Deze videofilms zijn een huiskamervervolg op het 60ger jaren
bioscoopsucces "Mondo Cane".
In de gewelddadige samenlevingen van de late middeleeuwen behoren
wreedheden tot de normen van de militaire elite (waar Vlad deel van
uitmaakt). De mannen uit de krijgerskaste worden opgevoed om hun
lichaam en lichaamskracht en affektieve reserves op elk moment accuut
en tot het uiterste in te zetten als de noodzaak zich voordoet om zijn
eer te verdedigen. Hij moet met gepaste woede kunnen reageren op
beledigingen, smaad en aanvallen.
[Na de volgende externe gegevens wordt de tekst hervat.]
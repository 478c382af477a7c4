//! Configuration loading and representation.
//!
//! Built once at process start and handed to the services by value. Nothing
//! here is global.

use std::net::SocketAddr;
use std::time::Duration;

use chrono::{Datelike, Utc};
use thiserror::Error;

use cashbook_accounting::{LedgerResult, NumberScope};

#[derive(Debug, Error, PartialEq, Eq)]
pub enum ConfigError {
    #[error("{key} has an invalid value '{value}': {reason}")]
    Invalid {
        key: &'static str,
        value: String,
        reason: String,
    },
}

impl ConfigError {
    fn invalid(key: &'static str, value: &str, reason: impl ToString) -> Self {
        ConfigError::Invalid {
            key,
            value: value.to_string(),
            reason: reason.to_string(),
        }
    }
}

/// Well-known account codes used by the domain event handlers.
#[derive(Debug, Clone, PartialEq, Eq)]
pub struct AccountMapping {
    pub cash: String,
    pub card_clearing: String,
    pub receivables: String,
    pub revenue: String,
    pub tax: String,
    pub inventory: String,
    pub payables: String,
    pub refunds: String,
}

impl Default for AccountMapping {
    fn default() -> Self {
        Self {
            cash: "1.1.01".to_string(),
            card_clearing: "1.1.04".to_string(),
            receivables: "1.1.05".to_string(),
            revenue: "4.1.01".to_string(),
            tax: "2.1.02".to_string(),
            inventory: "1.1.06".to_string(),
            payables: "2.1.01".to_string(),
            refunds: "4.1.02".to_string(),
        }
    }
}

#[derive(Debug, Clone, PartialEq, Eq)]
pub struct LedgerConfig {
    /// Journal number prefix (`JE` in `JE-2024-000001`).
    pub entry_prefix: String,
    /// Bound applied to every storage call.
    pub storage_timeout: Duration,
    /// How many times `create_entry` retries after an entry-number conflict.
    pub entry_number_retries: u32,
    /// Postgres connection string; `None` selects the in-memory store.
    pub database_url: Option<String>,
    pub bind_addr: SocketAddr,
    pub accounts: AccountMapping,
}

impl Default for LedgerConfig {
    fn default() -> Self {
        Self {
            entry_prefix: "JE".to_string(),
            storage_timeout: Duration::from_millis(5_000),
            entry_number_retries: 3,
            database_url: None,
            bind_addr: SocketAddr::from(([0, 0, 0, 0], 8080)),
            accounts: AccountMapping::default(),
        }
    }
}

impl LedgerConfig {
    pub fn from_env() -> Result<Self, ConfigError> {
        Self::from_lookup(|key| std::env::var(key).ok())
    }

    /// Build from an arbitrary key lookup. Unset or blank keys keep their defaults.
    pub fn from_lookup<F>(lookup: F) -> Result<Self, ConfigError>
    where
        F: Fn(&str) -> Option<String>,
    {
        let get = |key: &str| lookup(key).filter(|v| !v.trim().is_empty());
        let mut config = Self::default();

        if let Some(prefix) = get("CASHBOOK_ENTRY_PREFIX") {
            NumberScope::new(prefix.clone(), 0)
                .map_err(|e| ConfigError::invalid("CASHBOOK_ENTRY_PREFIX", &prefix, e))?;
            config.entry_prefix = prefix;
        }
        if let Some(raw) = get("CASHBOOK_STORAGE_TIMEOUT_MS") {
            let millis: u64 = raw
                .trim()
                .parse()
                .map_err(|e| ConfigError::invalid("CASHBOOK_STORAGE_TIMEOUT_MS", &raw, e))?;
            if millis == 0 {
                return Err(ConfigError::invalid(
                    "CASHBOOK_STORAGE_TIMEOUT_MS",
                    &raw,
                    "must be greater than zero",
                ));
            }
            config.storage_timeout = Duration::from_millis(millis);
        }
        if let Some(raw) = get("CASHBOOK_ENTRY_NUMBER_RETRIES") {
            config.entry_number_retries = raw
                .trim()
                .parse()
                .map_err(|e| ConfigError::invalid("CASHBOOK_ENTRY_NUMBER_RETRIES", &raw, e))?;
        }
        config.database_url = get("DATABASE_URL");
        if let Some(raw) = get("CASHBOOK_BIND_ADDR") {
            config.bind_addr = raw
                .trim()
                .parse()
                .map_err(|e| ConfigError::invalid("CASHBOOK_BIND_ADDR", &raw, e))?;
        }

        let accounts = &mut config.accounts;
        for (key, slot) in [
            ("CASHBOOK_ACCOUNT_CASH", &mut accounts.cash),
            ("CASHBOOK_ACCOUNT_CARD_CLEARING", &mut accounts.card_clearing),
            ("CASHBOOK_ACCOUNT_RECEIVABLES", &mut accounts.receivables),
            ("CASHBOOK_ACCOUNT_REVENUE", &mut accounts.revenue),
            ("CASHBOOK_ACCOUNT_TAX", &mut accounts.tax),
            ("CASHBOOK_ACCOUNT_INVENTORY", &mut accounts.inventory),
            ("CASHBOOK_ACCOUNT_PAYABLES", &mut accounts.payables),
            ("CASHBOOK_ACCOUNT_REFUNDS", &mut accounts.refunds),
        ] {
            if let Some(code) = get(key) {
                *slot = code.trim().to_string();
            }
        }

        Ok(config)
    }

    /// Numbering scope for entries created in the current calendar year.
    pub fn current_scope(&self) -> LedgerResult<NumberScope> {
        NumberScope::new(self.entry_prefix.clone(), Utc::now().year())
    }
}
Aggressie, waaronder seksuele
aggressie is de kern van de mannelijke identiteit. Fysiek geweld is
bijna het belangrijkste onderdeel van zijn bestaan. Het is voor hen een
vitale noodzaak, om op elk ogenblik een maximum aan lichaamskracht en
de bijbehorende emotionele driften (woede, aggressie etc) op te brengen
en in zich op te roepen. Geweld is de sociale norm. Tegelijkertijd
moeten de uitingen van dit geweld worden gekanaliseerd en binnen de
perken worden gehouden om doelmatig gebruikt te kunnen worden.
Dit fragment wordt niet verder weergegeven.